### Required work
Only a number is wanted here: the count of lines in the data below where the string "comment" occurs.

[[ Data to process open ]]

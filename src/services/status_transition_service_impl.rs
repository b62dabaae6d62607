//! `SeaORM` implementation of the `StatusTransitionService` trait.

use async_trait::async_trait;
use tracing::{info, warn};

use crate::db::{IssueRecord, Store, TransitionOutcome};
use crate::domain::validation::Validator;
use crate::domain::{IssueId, IssueIncludes, OfficerId, StatusId};
use crate::services::ServiceError;
use crate::services::status_transition_service::StatusTransitionService;

pub struct SeaOrmStatusTransitionService {
    store: Store,
}

impl SeaOrmStatusTransitionService {
    #[must_use]
    pub const fn new(store: Store) -> Self {
        Self { store }
    }
}

#[async_trait]
impl StatusTransitionService for SeaOrmStatusTransitionService {
    async fn transition_status(
        &self,
        issue_id: IssueId,
        new_status_id: StatusId,
        changed_by: OfficerId,
        comment: String,
    ) -> Result<IssueRecord, ServiceError> {
        ServiceError::check(
            Validator::new()
                .required_id("new_status_id", new_status_id.value())
                .required_id("changed_by", changed_by.value())
                .finish(),
        )?;

        if !self
            .store
            .issue_exists(issue_id.value())
            .await
            .map_err(ServiceError::storage("fetch issue"))?
        {
            return Err(ServiceError::not_found("Issue", issue_id.value()));
        }

        if !self
            .store
            .status_exists(new_status_id.value())
            .await
            .map_err(ServiceError::storage("validate status"))?
        {
            return Err(ServiceError::reference(
                "Status",
                "new_status_id",
                new_status_id.value(),
            ));
        }

        if !self
            .store
            .officer_exists(changed_by.value())
            .await
            .map_err(ServiceError::storage("validate officer"))?
        {
            return Err(ServiceError::reference(
                "Officer",
                "changed_by",
                changed_by.value(),
            ));
        }

        let outcome = self
            .store
            .transition_issue_status(
                issue_id.value(),
                new_status_id.value(),
                changed_by.value(),
                &comment,
            )
            .await
            .map_err(ServiceError::storage("update status"))?;

        let history = match outcome {
            TransitionOutcome::Applied(history) => history,
            TransitionOutcome::IssueNotFound => {
                return Err(ServiceError::not_found("Issue", issue_id.value()));
            }
            TransitionOutcome::StatusNotFound => {
                return Err(ServiceError::reference(
                    "Status",
                    "new_status_id",
                    new_status_id.value(),
                ));
            }
            TransitionOutcome::Stale => {
                warn!(
                    issue_id = issue_id.value(),
                    new_status_id = new_status_id.value(),
                    "Status transition lost a race with a concurrent update"
                );
                return Err(ServiceError::Conflict(format!(
                    "Issue {issue_id} status was changed concurrently"
                )));
            }
        };

        metrics::counter!("issue_status_transitions_total").increment(1);
        info!(
            issue_id = history.issue_id,
            old_status_id = history.old_status_id,
            new_status_id = history.new_status_id,
            changed_by = history.changed_by,
            "Issue status changed"
        );

        let issue = self
            .store
            .get_issue(issue_id.value())
            .await
            .map_err(ServiceError::storage("fetch updated issue"))?
            .ok_or(ServiceError::not_found("Issue", issue_id.value()))?;

        self.store
            .load_issue_relations(vec![issue], IssueIncludes::SUMMARY)
            .await
            .map_err(ServiceError::storage("fetch updated issue"))?
            .pop()
            .ok_or(ServiceError::not_found("Issue", issue_id.value()))
    }
}

#[cfg(test)]
mod tests {
    use super::*;
    use crate::db::temp_store;
    use crate::domain::drafts::IssueDraft;

    async fn fixture() -> (Store, i32) {
        let store = temp_store().await;
        store.seed_defaults().await.unwrap();
        let issue = store
            .insert_issue(&IssueDraft {
                reporter_id: 1,
                assignee_id: None,
                status_id: 1,
                title: "Window cracked".to_string(),
                description: String::new(),
                priority: "low".to_string(),
            })
            .await
            .unwrap();
        (store, issue.issue_id)
    }

    #[tokio::test]
    async fn transition_records_previous_status() {
        let (store, issue_id) = fixture().await;
        let service = SeaOrmStatusTransitionService::new(store.clone());

        let record = service
            .transition_status(
                IssueId::new(issue_id),
                StatusId::new(3),
                OfficerId::new(1),
                "fixed".to_string(),
            )
            .await
            .unwrap();
        assert_eq!(record.issue.status_id, 3);
        assert_eq!(record.status.unwrap().status_code, "closed");

        let history = store.status_history(issue_id).await.unwrap();
        assert_eq!(history.len(), 1);
        assert_eq!(history[0].old_status_id, Some(1));
        assert_eq!(history[0].new_status_id, 3);
        assert_eq!(history[0].comment, "fixed");
    }

    #[tokio::test]
    async fn unknown_officer_is_rejected_before_writing() {
        let (store, issue_id) = fixture().await;
        let service = SeaOrmStatusTransitionService::new(store.clone());

        let err = service
            .transition_status(
                IssueId::new(issue_id),
                StatusId::new(2),
                OfficerId::new(77),
                String::new(),
            )
            .await
            .unwrap_err();
        assert!(matches!(
            err,
            ServiceError::ReferenceNotFound {
                entity: "Officer",
                ..
            }
        ));
        assert_eq!(store.get_issue(issue_id).await.unwrap().unwrap().status_id, 1);
        assert!(store.status_history(issue_id).await.unwrap().is_empty());
    }

    #[tokio::test]
    async fn unknown_status_names_the_status_field() {
        let (store, issue_id) = fixture().await;
        let service = SeaOrmStatusTransitionService::new(store.clone());

        let err = service
            .transition_status(
                IssueId::new(issue_id),
                StatusId::new(42),
                OfficerId::new(1),
                String::new(),
            )
            .await
            .unwrap_err();
        assert!(matches!(
            err,
            ServiceError::ReferenceNotFound {
                entity: "Status",
                field: "new_status_id",
                id: 42,
            }
        ));
        assert!(store.status_history(issue_id).await.unwrap().is_empty());
    }

    #[tokio::test]
    async fn zero_ids_fail_validation() {
        let (store, issue_id) = fixture().await;
        let service = SeaOrmStatusTransitionService::new(store);

        let err = service
            .transition_status(
                IssueId::new(issue_id),
                StatusId::new(0),
                OfficerId::new(0),
                String::new(),
            )
            .await
            .unwrap_err();
        let ServiceError::Validation(errors) = err else {
            panic!("expected validation error");
        };
        let fields: Vec<_> = errors.iter().map(|e| e.field.as_str()).collect();
        assert_eq!(fields, vec!["new_status_id", "changed_by"]);
    }

    #[tokio::test]
    async fn missing_issue_is_not_found() {
        let (store, _) = fixture().await;
        let service = SeaOrmStatusTransitionService::new(store);

        let err = service
            .transition_status(
                IssueId::new(500),
                StatusId::new(2),
                OfficerId::new(1),
                String::new(),
            )
            .await
            .unwrap_err();
        assert!(matches!(err, ServiceError::NotFound { entity: "Issue", .. }));
    }
}
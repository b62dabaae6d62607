use anyhow::{Context, Result};
use sea_orm::{
    ActiveModelTrait, ColumnTrait, DatabaseConnection, EntityTrait, PaginatorTrait, QueryFilter,
    Set,
};

use crate::domain::drafts::PersonDraft;
use crate::entities::{prelude::*, users};

pub struct UserRepository {
    conn: DatabaseConnection,
}

impl UserRepository {
    #[must_use]
    pub const fn new(conn: DatabaseConnection) -> Self {
        Self { conn }
    }

    pub async fn exists(&self, id: i32) -> Result<bool> {
        let count = Users::find()
            .filter(users::Column::UserId.eq(id))
            .count(&self.conn)
            .await
            .context("Failed to check user existence")?;
        Ok(count > 0)
    }

    pub async fn find_by_name(&self, full_name: &str) -> Result<Option<users::Model>> {
        Users::find()
            .filter(users::Column::FullName.eq(full_name))
            .one(&self.conn)
            .await
            .context("Failed to query user by name")
    }

    pub async fn create(&self, draft: &PersonDraft) -> Result<users::Model> {
        let now = chrono::Utc::now();
        let user = users::ActiveModel {
            full_name: Set(draft.full_name.clone()),
            created_at: Set(now),
            updated_at: Set(now),
            deleted_at: Set(None),
            ..Default::default()
        }
        .insert(&self.conn)
        .await
        .context("Failed to insert user")?;
        Ok(user)
    }
}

[[ Data to process closed ]]

### Solution for this problem
3